Шажков окончательно проснулся. Он принял душ, заварил кофе, потом, как был, в трусах, включил комбик и взял в руки электрогитару. Проиграл Пташкины гитарные рифы с разными примочками.
- Ничего, ничего. А ну-ка так, - Валентин включил синтезатор и повторил их на клавишах в тембре «Хаммонда». Ему понравилось.
- Ай да Пташка, - пропел он, - ну, мы с ней сегодня сбацаем!

Шажков почувствовал себя семнадцатилетним пацаном, который, проснувшись поутру, верит в то, что его ждёт хороший день. Есть шанс побыть кумиром, половить восхищённые взгляды девчонок и услышать одобрительные слова «знатоков», выпить с друзьями и, наконец, просто поиграть хороший рок-н-ролл в хорошей компании.

Адреналин смешается с тестостероном, и получится гремучая смесь, позволяющая воздействовать на публику, заставляя её внимать и подчиняться. Публика подключится к тебе и начнёт высасывать энергию, как из батарейки, при этом генерируя свой мощный энергетический поток, который воздаст всё потерянное сторицей. Этот великий обмен энергиями в музыкальном искусстве сродни тому, что происходит во время любовного акта и имеет ту же природу. Хороший концерт, не важно какая музыка – классическая, рок или джаз -– это любовный акт между зрителями и артистом со своей прелюдией, любовной провокацией и оргазмом, а то и не одним. Артист, который это пережил, остается пленником зрительного зала на всю жизнь. Он будет искать встречи со своим зрителем всегда и везде – на сценических площадках, если Бог даст, а если нет – то в случайных компаниях, в поезде, в семье, наконец.

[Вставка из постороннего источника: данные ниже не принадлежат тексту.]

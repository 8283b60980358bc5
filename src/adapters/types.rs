//! Marketplace-neutral shapes returned by adapters.

use chrono::{DateTime, Utc};
use serde::{Deserialize, Serialize};
use serde_json::Value;

/// Paging options for catalog listings.
#[derive(Debug, Clone, Default)]
pub struct ListOptions {
    pub limit: u32,
    pub cursor: Option<String>,
    pub updated_after: Option<DateTime<Utc>>,
    pub status: Option<String>,
}

/// Paging and filter options for order listings.
#[derive(Debug, Clone, Default)]
pub struct OrderListOptions {
    pub limit: u32,
    pub cursor: Option<String>,
    pub created_after: Option<DateTime<Utc>>,
    pub created_before: Option<DateTime<Utc>>,
    pub updated_after: Option<DateTime<Utc>>,
    pub status: Option<String>,
}

/// One page of results plus the cursor for the next page.
#[derive(Debug, Clone)]
pub struct Page<T> {
    pub items: Vec<T>,
    pub next_cursor: Option<String>,
    pub has_more: bool,
    pub total: Option<u64>,
}

impl<T> Page<T> {
    pub fn last(items: Vec<T>) -> Self {
        Self {
            items,
            next_cursor: None,
            has_more: false,
            total: None,
        }
    }

    pub fn with_next(items: Vec<T>, next_cursor: Option<String>) -> Self {
        let has_more = next_cursor.is_some();
        Self {
            items,
            next_cursor,
            has_more,
            total: None,
        }
    }
}

#[derive(Debug, Clone, Serialize, Deserialize, PartialEq)]
pub struct ExternalVariant {
    pub id: String,
    pub sku: Option<String>,
    pub title: Option<String>,
    pub price: Option<String>,
    pub inventory_quantity: Option<i64>,
}

#[derive(Debug, Clone, Serialize, Deserialize, PartialEq)]
pub struct ExternalProduct {
    pub id: String,
    pub title: String,
    pub status: Option<String>,
    pub vendor: Option<String>,
    pub variants: Vec<ExternalVariant>,
    pub created_at: Option<DateTime<Utc>>,
    pub updated_at: Option<DateTime<Utc>>,
}

impl ExternalProduct {
    /// First variant SKU that is present and non-empty.
    pub fn primary_sku(&self) -> Option<&str> {
        self.variants
            .iter()
            .filter_map(|v| v.sku.as_deref())
            .find(|sku| !sku.is_empty())
    }

    /// Sum of reported variant quantities, if any variant reported one.
    pub fn total_quantity(&self) -> Option<i64> {
        let mut seen = false;
        let total = self
            .variants
            .iter()
            .filter_map(|v| v.inventory_quantity)
            .inspect(|_| seen = true)
            .sum();
        seen.then_some(total)
    }
}

#[derive(Debug, Clone, Serialize, Deserialize, PartialEq)]
pub struct ExternalLineItem {
    pub id: Option<String>,
    pub sku: Option<String>,
    pub title: Option<String>,
    pub quantity: i64,
    pub price: Option<String>,
}

#[derive(Debug, Clone, Serialize, Deserialize, PartialEq)]
pub struct ExternalOrder {
    pub id: String,
    pub order_number: Option<String>,
    pub status: Option<String>,
    pub financial_status: Option<String>,
    pub fulfillment_status: Option<String>,
    pub currency: Option<String>,
    pub total_price: Option<String>,
    pub line_items: Vec<ExternalLineItem>,
    pub created_at: Option<DateTime<Utc>>,
    pub updated_at: Option<DateTime<Utc>>,
}

#[derive(Debug, Clone, Serialize, Deserialize, PartialEq)]
pub struct InventoryLevel {
    pub sku: String,
    pub quantity: i64,
    pub location_id: Option<String>,
    pub updated_at: Option<DateTime<Utc>>,
}

#[derive(Debug, Clone)]
pub struct TokenResult {
    pub access_token: String,
    pub refresh_token: Option<String>,
    pub expires_at: Option<DateTime<Utc>>,
}

/// Resource family a webhook refers to.
#[derive(Debug, Clone, Copy, PartialEq, Eq, Serialize, Deserialize)]
#[serde(rename_all = "snake_case")]
pub enum ResourceType {
    Product,
    Order,
    Inventory,
    Unknown,
}

impl ResourceType {
    pub fn as_str(&self) -> &'static str {
        match self {
            ResourceType::Product => "product",
            ResourceType::Order => "order",
            ResourceType::Inventory => "inventory",
            ResourceType::Unknown => "unknown",
        }
    }

    /// Infers the resource from an event name such as `orders/create` or `ORDER_CHANGE`.
    pub fn infer(event_type: &str) -> Self {
        let lower = event_type.to_ascii_lowercase();
        if lower.contains("order") {
            ResourceType::Order
        } else if lower.contains("inventory") || lower.contains("stock") {
            ResourceType::Inventory
        } else if lower.contains("product") || lower.contains("listing") {
            ResourceType::Product
        } else {
            ResourceType::Unknown
        }
    }
}

/// Parsed webhook delivery.
#[derive(Debug, Clone)]
pub struct WebhookEvent {
    pub event_id: String,
    pub event_type: String,
    pub resource_type: ResourceType,
    pub resource_id: Option<String>,
    pub version: Option<i64>,
    pub timestamp: DateTime<Utc>,
    pub payload: Value,
}

/// Transport metadata that some marketplaces only send as headers.
#[derive(Debug, Clone, Default)]
pub struct WebhookContext {
    pub topic: Option<String>,
    pub delivery_id: Option<String>,
}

Так благодушно размышлял Шажков, шагая с зачехлённой гитарой в руке и с сумкой через плечо по Благовещенскому мосту в сторону Сенной площади. Там ждали друзья, ждала любящая его женщина, там была сцена, где скоро соберётся его публика.

Справа от моста, возвышаясь над особняками Английской набережной, стоял у причальной стенки большой круизный теплоход - белый, как кусок сахара. Стальные фермы моста подрагивали в такт движению автомобильного потока. Гул автомобилей не раздражал Шажкова (то ли ещё сегодня будет в клубе), да и бензиновые пары не били в нос: свежий ветер уносил их в сторону залива. Шажков чувствовал себя сейчас в гармонии с самим собой, с окружающими его людьми - знакомыми и незнакомыми, - и со своим городом. Впрочем, с последним он был в гармонии всегда.

У входа в арку обшарпанного доходного дома к Шажкову присоединились несколько молодых людей и девушка, судя по обычной студенческой внешности не принадлежавшие ни к каким неформальным группам. Они поздоровались с Валентином и пошли рядом с ним вглубь питерских дворов. Один из них - высокий длинноволосый парень в джинсовом костюме (как вышедший из 70-годов прошлого столетия) тактично предложил свою помощь, и Шажков отдал ему сумку, где лежали педали и шнуры для гитары, а также бутылка водки и закуска. Валентин видел этих ребят в первый раз, но он знал, что это его почитатели, и доверял им.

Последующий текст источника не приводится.